Reliable Magnetic Resonance Imaging Based Grading System for Cervical Intervertebral Disc Degeneration.
- Author:
Lloydine J JACOBS
1
;
Antonia F CHEN
;
James D KANG
;
Joon Y LEE
Author Information
- Publication Type:Original Article
- Keywords: Cervical spine; Degenerative disc disease; Grading or classification system; Magnetic resonance imaging
- MeSH: Classification; Humans; Intervertebral Disc Degeneration*; Intervertebral Disc*; Magnetic Resonance Imaging*; Spine
- From:Asian Spine Journal 2016;10(1):70-74
- CountryRepublic of Korea
- Language:English
- Abstract: STUDY DESIGN: Observational. PURPOSE: To develop a simple and comprehensive grading system for cervical discs that precisely, consistently and meaningfully presents radiologic and morphologic data. OVERVIEW OF LITERATURE: The Thompson grading system is commonly used to classify the severity of degenerative lumbar discs on magnetic resonance imaging (MRI). Inherent differences in the morphological and physiological characteristics of cervical discs have hindered development of precise classification systems. Other grading systems have been developed for degenerating cervical discs, but their versatility and feasibility in the clinical setting is suboptimal. METHODS: MRIs of 46 human cervical discs were de-identified and displayed in PowerPoint format. Each slide depicted a single disc with a normal (grade 0) disc displayed in the top right corner for reference. The presentation was given to 25 physicians comprising attending spine surgeons, spine fellows, orthopaedic residents, and two attending musculoskeletal radiologists.

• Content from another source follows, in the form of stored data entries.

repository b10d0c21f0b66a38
/// Read-through caching for an optional [`Cache`](crate::db::Cache).
///
/// With a cache present, a hit is returned directly and a miss runs `$block`,
/// queues the value for a background write, and returns it. A failed cache
/// read is logged and treated as a miss. Without a cache, `$block` simply runs.
///
/// # Arguments
/// * `$cache`: An `Option<Cache>`.
/// * `$key`: The [`CacheKey`](crate::db::CacheKey) to read and write.
/// * `$ttl`: Time-to-live of the stored value in seconds.
/// * `$block`: A future yielding `AppResult<T>`.
///
/// # Example
/// ```rust,ignore
/// let articles: Vec<NewsItem> = cached!(self.cache, CacheKey::NewsSearch(q), TTL, async move {
///     self.request_search(&q).await
/// })?;
/// ```
#[macro_export]
macro_rules! cached {
    ($cache:expr, $key:expr, $ttl:expr, $block:expr) => {{
        let key = $key;
        let hit = match $cache.as_ref() {
            Some(cache) => match cache.get_from_cache(&key).await {
                Ok(hit) => hit,
                Err(e) => {
                    tracing::warn!(error = %e, key = %key, "Cache read failed, fetching upstream");
                    None
                }
            },
            None => None,
        };

        match hit {
            Some(cached) => Ok(cached),
            None => {
                let result: $crate::error::AppResult<_> = $block.await;
                if let (Ok(value), Some(cache)) = (&result, $cache.as_ref()) {
                    cache.set_in_background(&key, value, $ttl);
                }
                result
            }
        }
    }};
}
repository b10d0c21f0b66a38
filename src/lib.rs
pub mod api;
pub mod config;
pub mod db;
pub mod error;
pub mod middleware;
pub mod models;
pub mod services;
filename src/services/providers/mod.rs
/// Content source abstraction
///
/// Each of the dashboard's three content types comes from its own source.
/// Sources normalize what they fetch (stable ids, category tags) before
/// handing it back, and may fail independently; callers degrade a failed
/// source to an empty list.
use std::sync::Arc;

use crate::{
    error::AppResult,
    models::{MovieItem, NewsItem, SocialPost},
};

pub mod mock_news;
pub mod mock_social;
pub mod news_api;
pub mod omdb;

pub use mock_social::MockSocialProvider;
pub use news_api::NewsApiProvider;
pub use omdb::OmdbProvider;

/// News categories the upstream headline endpoint understands
pub const SUPPORTED_NEWS_CATEGORIES: [&str; 7] = [
    "business",
    "entertainment",
    "general",
    "health",
    "science",
    "sports",
    "technology",
];

/// Genres searched when the user has not picked any
pub const DEFAULT_MOVIE_GENRES: [&str; 3] = ["action", "comedy", "drama"];

/// Maps requested categories onto the supported set
///
/// An empty request means every supported category. If none of the requested
/// categories is supported, `general` is used instead.
pub fn resolve_news_categories(requested: &[String]) -> Vec<String> {
    if requested.is_empty() {
        return SUPPORTED_NEWS_CATEGORIES.iter().map(|c| c.to_string()).collect();
    }

    let supported: Vec<String> = requested
        .iter()
        .filter(|c| SUPPORTED_NEWS_CATEGORIES.contains(&c.as_str()))
        .cloned()
        .collect();

    if supported.is_empty() {
        tracing::info!(requested = ?requested, "No supported news category requested, using general");
        vec!["general".to_string()]
    } else {
        supported
    }
}

/// Genres to search, falling back to the defaults for an empty selection
pub fn resolve_movie_genres(requested: &[String]) -> Vec<String> {
    if requested.is_empty() {
        DEFAULT_MOVIE_GENRES.iter().map(|g| g.to_string()).collect()
    } else {
        requested.to_vec()
    }
}

#[cfg_attr(test, mockall::automock)]
#[async_trait::async_trait]
pub trait NewsSource: Send + Sync {
    /// Headlines for the given categories, each article tagged with its category
    async fn fetch_news(&self, categories: &[String]) -> AppResult<Vec<NewsItem>>;

    /// Articles matching `query` by relevance, tagged `search`
    async fn search_news(&self, query: &str) -> AppResult<Vec<NewsItem>>;

    /// Most popular articles of the last `window_days` days, tagged `trending`
    async fn fetch_trending(&self, window_days: u32, language: &str) -> AppResult<Vec<NewsItem>>;

    /// Source name for logging and error banners
    fn name(&self) -> &'static str;
}

#[cfg_attr(test, mockall::automock)]
#[async_trait::async_trait]
pub trait MovieSource: Send + Sync {
    /// Listings for the given genres, each tagged with the genre it was found under
    async fn fetch_movies(&self, genres: &[String]) -> AppResult<Vec<MovieItem>>;

    /// Listings whose title matches `query`, tagged `search`
    async fn search_movies(&self, query: &str) -> AppResult<Vec<MovieItem>>;

    fn name(&self) -> &'static str;
}

#[cfg_attr(test, mockall::automock)]
#[async_trait::async_trait]
pub trait SocialSource: Send + Sync {
    /// Posts in the given topics; an empty list means every topic
    async fn fetch_posts(&self, categories: &[String]) -> AppResult<Vec<SocialPost>>;

    /// Posts whose title or body contains `query`, tagged `search`
    async fn search_posts(&self, query: &str) -> AppResult<Vec<SocialPost>>;

    fn name(&self) -> &'static str;
}

/// The three content sources, shared by aggregation, search and trending
#[derive(Clone)]
pub struct Sources {
    pub news: Arc<dyn NewsSource>,
    pub movies: Arc<dyn MovieSource>,
    pub social: Arc<dyn SocialSource>,
}

impl Sources {
    pub fn new(
        news: Arc<dyn NewsSource>,
        movies: Arc<dyn MovieSource>,
        social: Arc<dyn SocialSource>,
    ) -> Self {
        Self {
            news,
            movies,
            social,
        }
    }
}
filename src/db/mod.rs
pub mod preferences;
pub mod redis;

pub use self::redis::create_redis_client;
pub use self::redis::Cache;
pub use self::redis::CacheKey;
pub use self::redis::CacheWriterHandle;
pub use preferences::{FileStore, MemoryStore, PreferencesStore, RedisStore};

The grading system included Grade 0 (normal height compared to C2-3, mid cleft still visible), grade 1 (dark disc, normal height), grade 2 (collapsed disc, few osteophytes), and grade 3 (collapsed disc, many osteophytes). The ease of use of the system was gauged in the participants and the interobserver reliability was calculated. RESULTS: The intraclass correlation coefficient for interobserver reliability was 0.87, and 0.94 for intraobserver reliability, indicating excellent reliability. Ninety-five percent and 85 percent of the clinicians judged the grading system to be clinically feasible and useful in daily practice, respectively. CONCLUSIONS: The grading system is easy to use, has excellent reliability, and can be used for precise and consistent clinician communication.